Meet Dr. Diane Tober, anthropologist demystifying egg donation

Diane Tober, PhD, has always been a research-minded person, even before she knew what that meant. As a kid, she always wanted to know “why?” and didn’t want to follow instructions unless she got a good answer. She gravitated toward activities that fed her hunger for knowledge and solidified her thinking on the need to fight for what’s right. “Those are two things that I would say are ingrained in me—justice and curiosity,” she says.

That intersection led her to a career examining thorny questions around reproduction as a Medical Anthropologist in the UCSF School of Nursing. In her graduate school days assisting on a project on gender differences in response to infertility, she fielded calls from single women and lesbian couples who were interested in participating in the study but didn’t fit the recruitment criteria of the National Institutes of Health grant. She became curious about their stories and was inspired to look beyond the narrow way society defined infertility as a medical condition.

Dr. Tober started her own project exploring how people thought about choosing a sperm donor. She was fascinated by the ways people chose a donor when they weren’t trying to match a male partner in the couple. It was a window into underlying notions about what people want to be produced in society. She saw how people latched on to traits, like the couple who didn’t wanting to choose anyone with any Germanic background because of World War II. “It’s interesting how people think about what is actually in the sperm,” she says. “I was interested in how cultural notions of biology enact through people’s bodies and how reproduction is both personal and political.”

That work led to her book Romancing the Sperm, an exploration of these issues that was 20 years in the making. Dr. Tober’s long-term commitment to that work allowed her to gain valuable perspective over a time period when our society’s ideas about marriage and gender evolved significantly. Same-sex marriage became legal across the country, and yet other issues persist, like complicated discussions about maintaining parental rights or struggles to list two mothers on a birth certificate in some states.

Now Dr. Tober is diving into the fraught issue of egg donation. One of Dr. Tober’s major concerns is the lack of information about the impacts of the egg donation process—which includes weeks of hormone injections and surgery under anesthesia—on donors’ health and well-being. She’s now interviewing egg donors from around the world in the largest known study on the issue to date.

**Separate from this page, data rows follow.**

//! Ядро сигналинга Zippy: брокер коротких кодов сессий и протокол
//! установления p2p-соединения. Снаружи — либо готовый байтовый канал,
//! либо одна терминальная ошибка; передача файлов живёт уровнем выше.

pub mod channel;
pub mod config;
pub mod error;
pub mod peer;
pub mod registry;
pub mod relay;
pub mod session;
pub mod share;
pub mod signaling;
mod utils;

pub use channel::{ChannelHandle, ChannelMetadata};
pub use config::{IceServerConfig, SignalingConfig};
pub use error::SignalingError;
pub use peer::memory::MemoryTransport;
pub use peer::transport::{EstablishedChannel, PeerTransport, TransportError};
pub use peer::types::{
    ConnectionBundle, DescriptionKind, DescriptionPayload, IceCandidate, PeerHello, PeerRole,
};
pub use peer::webrtc::WebrtcTransport;
pub use registry::{CodeRegistry, SessionCode};
pub use relay::{PayloadKind, RelayMessage, RelaySubscription, SignalingRelay};
pub use session::{AbortHandle, NegotiationContext, NegotiationState, SessionNegotiator};
pub use share::ShareLink;
pub use signaling::SignalingService;
use crate::config::IceServerConfig;
use rand::Rng;
use sha2::{Digest, Sha256};

pub fn random_id() -> String {
    hex::encode(rand::rng().random::<[u8; 8]>())
}

/// Короткий отпечаток полезной нагрузки (для логов и метаданных канала)
pub fn payload_fingerprint(data: &[u8]) -> String {
    let digest = Sha256::digest(data);
    hex::encode(&digest[..6]) // 48 бит достаточно для сверки на глаз
}

// Функция для добавления схемы протокола к URL ICE сервера, если она отсутствует
pub fn add_ice_url_scheme(config: &IceServerConfig) -> String {
    // Если url уже начинается с "turn:" или "stun:", возвращаем как есть
    if config.url.starts_with("turn:") || config.url.starts_with("stun:") {
        config.url.clone()
    } else {
        // В зависимости от типа сервера добавляем нужную схему
        let scheme = if config.r#type == "turn" {
            "turn:"
        } else {
            "stun:"
        };
        format!("{}{}", scheme, config.url)
    }
}

#[cfg(test)]
mod tests {
    use super::*;

    #[test]
    fn random_id_is_16_hex_chars() {
        let id = random_id();
        assert_eq!(id.len(), 16);
        assert!(id.chars().all(|c| c.is_ascii_hexdigit()));
    }

    #[test]
    fn fingerprint_is_stable_and_short() {
        let a = payload_fingerprint(b"bundle");
        let b = payload_fingerprint(b"bundle");
        assert_eq!(a, b);
        assert_eq!(a.len(), 12);
        assert_ne!(a, payload_fingerprint(b"other"));
    }

    #[test]
    fn ice_url_scheme_added_only_when_missing() {
        let stun = IceServerConfig {
            id: "s".into(),
            r#type: "stun".into(),
            url: "stun.example.org:3478".into(),
            username: None,
            credential: None,
        };
        assert_eq!(add_ice_url_scheme(&stun), "stun:stun.example.org:3478");

        let already = IceServerConfig {
            url: "turn:turn.example.org".into(),
            r#type: "turn".into(),
            ..stun
        };
        assert_eq!(add_ice_url_scheme(&already), "turn:turn.example.org");
    }
}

With funding from The National Science Foundation, she is leading a three-year, collaborative study comparing egg donation in the United States and Spain, two countries with very different approaches to regulating egg and sperm donation. “I’m very interested in the degree to which egg donors’ decisions and experiences may differ in these two different cultural and regulatory contexts.”

While some egg donors know what they’re getting into, a lot of them aren’t very informed. The opportunity to make thousands of dollars entices them to take risks that haven’t been fully explored, especially if they face financial struggles. Dr. Tober hopes her research will help fill in those gaps and inform best practices moving forward. “Some people have had positive experiences. They’ve had no health complications. And I would like to see that everybody had those opportunities.”